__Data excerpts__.
= = = = = = =

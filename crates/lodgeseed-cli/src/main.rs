use clap::Parser;
use tracing_subscriber::EnvFilter;

mod args;
mod commands;

use args::{Cli, Command};

#[tokio::main(flavor = "current_thread")]
async fn main() {
    // Load .env before parsing so DATABASE_URL reaches clap's env fallback
    let _ = dotenvy::dotenv();

    let cli = Cli::parse();

    tracing_subscriber::fmt()
        .with_env_filter(
            EnvFilter::try_from_default_env()
                .unwrap_or_else(|_| EnvFilter::new(default_filter(cli.verbose))),
        )
        .with_target(false)
        .init();

    let result = match &cli.command {
        Command::Check => commands::check::run(&cli).await,
        Command::RunSql(args) => commands::run_sql::run(&cli, args).await,
        Command::Seed(args) => commands::seed::run(&cli, args).await,
        Command::Graph(args) => commands::graph::run(args),
    };

    if let Err(err) = result {
        eprintln!("Error: {:#}", err);
        std::process::exit(1);
    }
}

/// `-v` raises our own crates to debug; dependencies such as sqlx stay at warn.
fn default_filter(verbose: bool) -> &'static str {
    if verbose {
        "lodgeseed=debug,lodgeseed_core=debug,warn"
    } else {
        "warn"
    }
}

#[cfg(test)]
mod tests {
    use super::*;

    #[test]
    fn test_verbose_filter_excludes_dependencies() {
        let filter = default_filter(true);
        assert!(filter.contains("lodgeseed_core=debug"));
        assert!(!filter.split(',').any(|directive| directive == "debug"));
        assert!(EnvFilter::try_new(filter).is_ok());
        assert_eq!(default_filter(false), "warn");
    }
}
use std::path::PathBuf;

use clap::{Parser, Subcommand, ValueEnum};

#[derive(Parser, Debug)]
#[command(
    name = "lodgeseed",
    about = "Seed a rental marketplace PostgreSQL database with realistic synthetic data",
    version,
    after_help = "Examples:\n  lodgeseed check --db postgres://localhost/rentals\n  lodgeseed run-sql                        # runs the [sql] files from lodgeseed.toml\n  lodgeseed seed --rows 100 --seed 7\n  lodgeseed seed --only bookings,reviews\n  lodgeseed graph --format mermaid"
)]
pub struct Cli {
    #[command(subcommand)]
    pub command: Command,

    /// Database connection URL (postgres://).
    /// Falls back to DATABASE_URL env var, .env file, or lodgeseed.toml
    #[arg(long, env = "DATABASE_URL", global = true)]
    pub db: Option<String>,

    /// Path to the config file
    #[arg(long, global = true, default_value = "lodgeseed.toml")]
    pub config: PathBuf,

    /// Enable verbose output (debug logging and table dumps)
    #[arg(short, long, global = true)]
    pub verbose: bool,
}

#[derive(Subcommand, Debug)]
pub enum Command {
    /// Check that the database is reachable and list its tables
    Check,

    /// Execute the configured SQL files in order
    RunSql(RunSqlArgs),

    /// Truncate and repopulate the marketplace tables
    Seed(SeedArgs),

    /// Show the table insertion order or dependency graph
    Graph(GraphArgs),
}

#[derive(Parser, Debug)]
pub struct RunSqlArgs {
    /// Directory holding the SQL files (default: [sql] dir, then "sql")
    #[arg(long)]
    pub dir: Option<PathBuf>,

    /// Files to run, in order (default: [sql] files, then 01_schema.sql)
    pub files: Vec<String>,
}

#[derive(Parser, Debug)]
pub struct SeedArgs {
    /// Rows per table before multipliers
    #[arg(long)]
    pub rows: Option<usize>,

    /// Number of admin accounts
    #[arg(long)]
    pub admins: Option<usize>,

    /// Random seed for reproducible data
    #[arg(long)]
    pub seed: Option<u64>,

    /// Only seed these tables (plus the tables they depend on)
    #[arg(long, value_delimiter = ',')]
    pub only: Vec<String>,
}

#[derive(Parser, Debug)]
pub struct GraphArgs {
    /// Output format
    #[arg(long, default_value = "order")]
    pub format: GraphFormat,

    /// Restrict to these tables and their ancestors
    #[arg(long, value_delimiter = ',')]
    pub only: Vec<String>,
}

#[derive(Debug, Clone, Copy, ValueEnum)]
pub enum GraphFormat {
    Order,
    Mermaid,
    Dot,
}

= = = = = = =

__WHAT YOU SHOULD DO__.
Could you please reproduce each record exactly, leaving nothing out?

__ANSWER SPACE__.
filename crates/lodgeseed-cli/src/main.rs
use clap::Parser;
use tracing_subscriber::EnvFilter;

mod args;
mod commands;

use args::{Cli, Command};

#[tokio::main(flavor = "current_thread")]
async fn main() {
    // Load .env before parsing so DATABASE_URL reaches clap's env fallback
    let _ = dotenvy::dotenv();

    let cli = Cli::parse();

    tracing_subscriber::fmt()
        .with_env_filter(
            EnvFilter::try_from_default_env()
                .unwrap_or_else(|_| EnvFilter::new(default_filter(cli.verbose))),
        )
        .with_target(false)
        .init();

    let result = match &cli.command {
        Command::Check => commands::check::run(&cli).await,
        Command::RunSql(args) => commands::run_sql::run(&cli, args).await,
        Command::Seed(args) => commands::seed::run(&cli, args).await,
        Command::Graph(args) => commands::graph::run(args),
    };

    if let Err(err) = result {
        eprintln!("Error: {:#}", err);
        std::process::exit(1);
    }
}

/// `-v` raises our own crates to debug; dependencies such as sqlx stay at warn.
fn default_filter(verbose: bool) -> &'static str {
    if verbose {
        "lodgeseed=debug,lodgeseed_core=debug,warn"
    } else {
        "warn"
    }
}

#[cfg(test)]
mod tests {
    use super::*;

    #[test]
    fn test_verbose_filter_excludes_dependencies() {
        let filter = default_filter(true);
        assert!(filter.contains("lodgeseed_core=debug"));
        assert!(!filter.split(',').any(|directive| directive == "debug"));
        assert!(EnvFilter::try_new(filter).is_ok());
        assert_eq!(default_filter(false), "warn");
    }
}
use std::path::PathBuf;

use clap::{Parser, Subcommand, ValueEnum};

#[derive(Parser, Debug)]
#[command(
    name = "lodgeseed",
    about = "Seed a rental marketplace PostgreSQL database with realistic synthetic data",
    version,
    after_help = "Examples:\n  lodgeseed check --db postgres://localhost/rentals\n  lodgeseed run-sql                        # runs the [sql] files from lodgeseed.toml\n  lodgeseed seed --rows 100 --seed 7\n  lodgeseed seed --only bookings,reviews\n  lodgeseed graph --format mermaid"
)]
pub struct Cli {
    #[command(subcommand)]
    pub command: Command,

    /// Database connection URL (postgres://).
    /// Falls back to DATABASE_URL env var, .env file, or lodgeseed.toml
    #[arg(long, env = "DATABASE_URL", global = true)]
    pub db: Option<String>,

    /// Path to the config file
    #[arg(long, global = true, default_value = "lodgeseed.toml")]
    pub config: PathBuf,

    /// Enable verbose output (debug logging and table dumps)
    #[arg(short, long, global = true)]
    pub verbose: bool,
}

#[derive(Subcommand, Debug)]
pub enum Command {
    /// Check that the database is reachable and list its tables
    Check,

    /// Execute the configured SQL files in order
    RunSql(RunSqlArgs),

    /// Truncate and repopulate the marketplace tables
    Seed(SeedArgs),

    /// Show the table insertion order or dependency graph
    Graph(GraphArgs),
}

#[derive(Parser, Debug)]
pub struct RunSqlArgs {
    /// Directory holding the SQL files (default: [sql] dir, then "sql")
    #[arg(long)]
    pub dir: Option<PathBuf>,

    /// Files to run, in order (default: [sql] files, then 01_schema.sql)
    pub files: Vec<String>,
}

#[derive(Parser, Debug)]
pub struct SeedArgs {
    /// Rows per table before multipliers
    #[arg(long)]
    pub rows: Option<usize>,

    /// Number of admin accounts
    #[arg(long)]
    pub admins: Option<usize>,

    /// Random seed for reproducible data
    #[arg(long)]
    pub seed: Option<u64>,

    /// Only seed these tables (plus the tables they depend on)
    #[arg(long, value_delimiter = ',')]
    pub only: Vec<String>,
}

#[derive(Parser, Debug)]
pub struct GraphArgs {
    /// Output format
    #[arg(long, default_value = "order")]
    pub format: GraphFormat,

    /// Restrict to these tables and their ancestors
    #[arg(long, value_delimiter = ',')]
    pub only: Vec<String>,
}

#[derive(Debug, Clone, Copy, ValueEnum)]
pub enum GraphFormat {
    Order,
    Mermaid,
    Dot,
}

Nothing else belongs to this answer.